<24>Vivez plus heureux à Lausanne, et rendez-vous digne que j'oublie tout à fait le passé.b

347. DE VOLTAIRE.a

Aux Délices, près de Genève, 29 févrierb 1759.

Il y a longtemps que je vous dis que vous êtes l'homme le plus extraordinaire qui ait jamais été. Avoir l'Europe sur les bras, et faire les vers que V. M. m'envoie, est assurément une chose unique. Moi, que j'en fasse après les vôtres! Vous vous moquez d'un pauvre vieillard. Il n'y a qu'un frère et qu'un héros capable d'un tel ouvrage; je ne suis ni l'un ni l'autre. Vous en savez trop pour ne pas savoir que tout sentiment est fade en comparaison de l'enthousiasme de la nature. La place où l'on est dans ce monde ajoute encore beaucoup au sublime, et quand le cœur s'exprime dans un homme de votre rang, il faut être fou pour oser parler après lui. N'insultez point, s'il vous plaît, à la misère de l'imagination paralytique d'un homme de soixante et cinq ans, environné des neiges des Alpes, et devenu plus froid qu'elles. Tout ce qu'il y aurait à faire pour l'édification du genre humain, ce serait de faire imprimer les tendres et sublimes vers qui seront à jamais le plus beau mausolée que vous puissiez élever à votre digne sœur; mais je me donnerai bien de garde d'en lâcher seulement une copie sans la permission expresse de V. M. Vos victoires, votre célérité à la façon de César, vos ressources de génie dans des temps de malheur, vous feront sans doute un nom


b Nous tirons de l'édition de Bâle les derniers mots de cette lettre, à partir de « et rendez-vous digne; » les éditeur de Kehl les avaient remplacés par un etc.

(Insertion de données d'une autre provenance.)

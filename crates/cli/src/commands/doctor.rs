use dialectic_core::config::{AppConfig, LoadOptions, ProviderKind};
use serde::Serialize;

use super::CommandResult;

#[derive(Clone, Copy, Debug, PartialEq, Eq, Serialize)]
#[serde(rename_all = "snake_case")]
enum CheckStatus {
    Pass,
    Fail,
    Skipped,
}

#[derive(Debug, Serialize)]
struct DoctorCheck {
    name: &'static str,
    status: CheckStatus,
    details: String,
}

#[derive(Debug, Serialize)]
struct DoctorReport {
    overall_status: CheckStatus,
    summary: String,
    checks: Vec<DoctorCheck>,
}

pub fn run(json_output: bool) -> CommandResult {
    let report = build_report();
    let exit_code = if report.overall_status == CheckStatus::Pass { 0 } else { 1 };

    if json_output {
        return CommandResult::json(exit_code, &report);
    }

    CommandResult { exit_code, output: render_human(&report) }
}

fn build_report() -> DoctorReport {
    let mut checks = Vec::new();

    match AppConfig::load(LoadOptions::default()) {
        Ok(config) => {
            checks.push(DoctorCheck {
                name: "config_validation",
                status: CheckStatus::Pass,
                details: "configuration loaded and validated".to_string(),
            });
            checks.push(check_credentials("llm_credentials", &config, &config.roles.llm));
            checks.push(check_credentials(
                "deep_research_credentials",
                &config,
                &config.roles.deep_research,
            ));
            checks.push(check_search_routes(&config));
        }
        Err(error) => {
            checks.push(DoctorCheck {
                name: "config_validation",
                status: CheckStatus::Fail,
                details: error.to_string(),
            });
            for name in ["llm_credentials", "deep_research_credentials", "search_routes"] {
                checks.push(DoctorCheck {
                    name,
                    status: CheckStatus::Skipped,
                    details: "skipped because configuration did not load".to_string(),
                });
            }
        }
    }

    let all_pass = checks.iter().all(|check| check.status == CheckStatus::Pass);
    let overall_status = if all_pass { CheckStatus::Pass } else { CheckStatus::Fail };
    let summary = if all_pass {
        "doctor: all readiness checks passed".to_string()
    } else {
        "doctor: one or more readiness checks failed".to_string()
    };

    DoctorReport { overall_status, summary, checks }
}

/// Sessions routed to a provider without a key abort on their first call.
fn check_credentials(name: &'static str, config: &AppConfig, provider_id: &str) -> DoctorCheck {
    match config.provider(provider_id) {
        Some(provider) if provider.has_api_key() => DoctorCheck {
            name,
            status: CheckStatus::Pass,
            details: format!("provider `{provider_id}` has an api key"),
        },
        Some(_) => DoctorCheck {
            name,
            status: CheckStatus::Fail,
            details: format!(
                "provider `{provider_id}` has no api key; set providers.{provider_id}.api_key"
            ),
        },
        None => DoctorCheck {
            name,
            status: CheckStatus::Fail,
            details: format!("provider `{provider_id}` is not configured"),
        },
    }
}

fn check_search_routes(config: &AppConfig) -> DoctorCheck {
    let mut problems = Vec::new();
    for route in &config.roles.search {
        match config.provider(&route.provider) {
            Some(provider) if provider.kind == ProviderKind::JsonSearch => {}
            Some(provider) => problems.push(format!(
                "{} -> `{}` is {}, expected json_search",
                route.channel.as_str(),
                route.provider,
                provider.kind.as_str()
            )),
            None => problems.push(format!(
                "{} -> `{}` is not configured",
                route.channel.as_str(),
                route.provider
            )),
        }
    }

    if config.roles.search.is_empty() {
        return DoctorCheck {
            name: "search_routes",
            status: CheckStatus::Fail,
            details: "no search channels are routed; every search would return zero results"
                .to_string(),
        };
    }

    if problems.is_empty() {
        DoctorCheck {
            name: "search_routes",
            status: CheckStatus::Pass,
            details: format!("{} search channel(s) routed", config.roles.search.len()),
        }
    } else {
        DoctorCheck { name: "search_routes", status: CheckStatus::Fail, details: problems.join("; ") }
    }
}

fn render_human(report: &DoctorReport) -> String {
    let mut lines = Vec::new();
    lines.push(report.summary.clone());

    for check in &report.checks {
        let marker = match check.status {
            CheckStatus::Pass => "ok",
            CheckStatus::Fail => "fail",
            CheckStatus::Skipped => "skip",
        };
        lines.push(format!("- [{marker}] {}: {}", check.name, check.details));
    }

    lines.join("\n")
}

a Cette lettre est tirée du journal Der Freymüthige, 1803, p. 149 et 150.

b L'année 1759 n'était pas bissextile; on trouve pourtant dans la correspondance de Voltaire une autre lettre datée du 29 février 1769, et adressée à M. Bertrand. Mais la date de la réponse à notre no 347 (2 mars) soulève une nouvelle difficulté, car cette réponse ne peut pas avoir été faite ce jour-là, à supposer même que Voltaire eût expédié sa lettre le 28.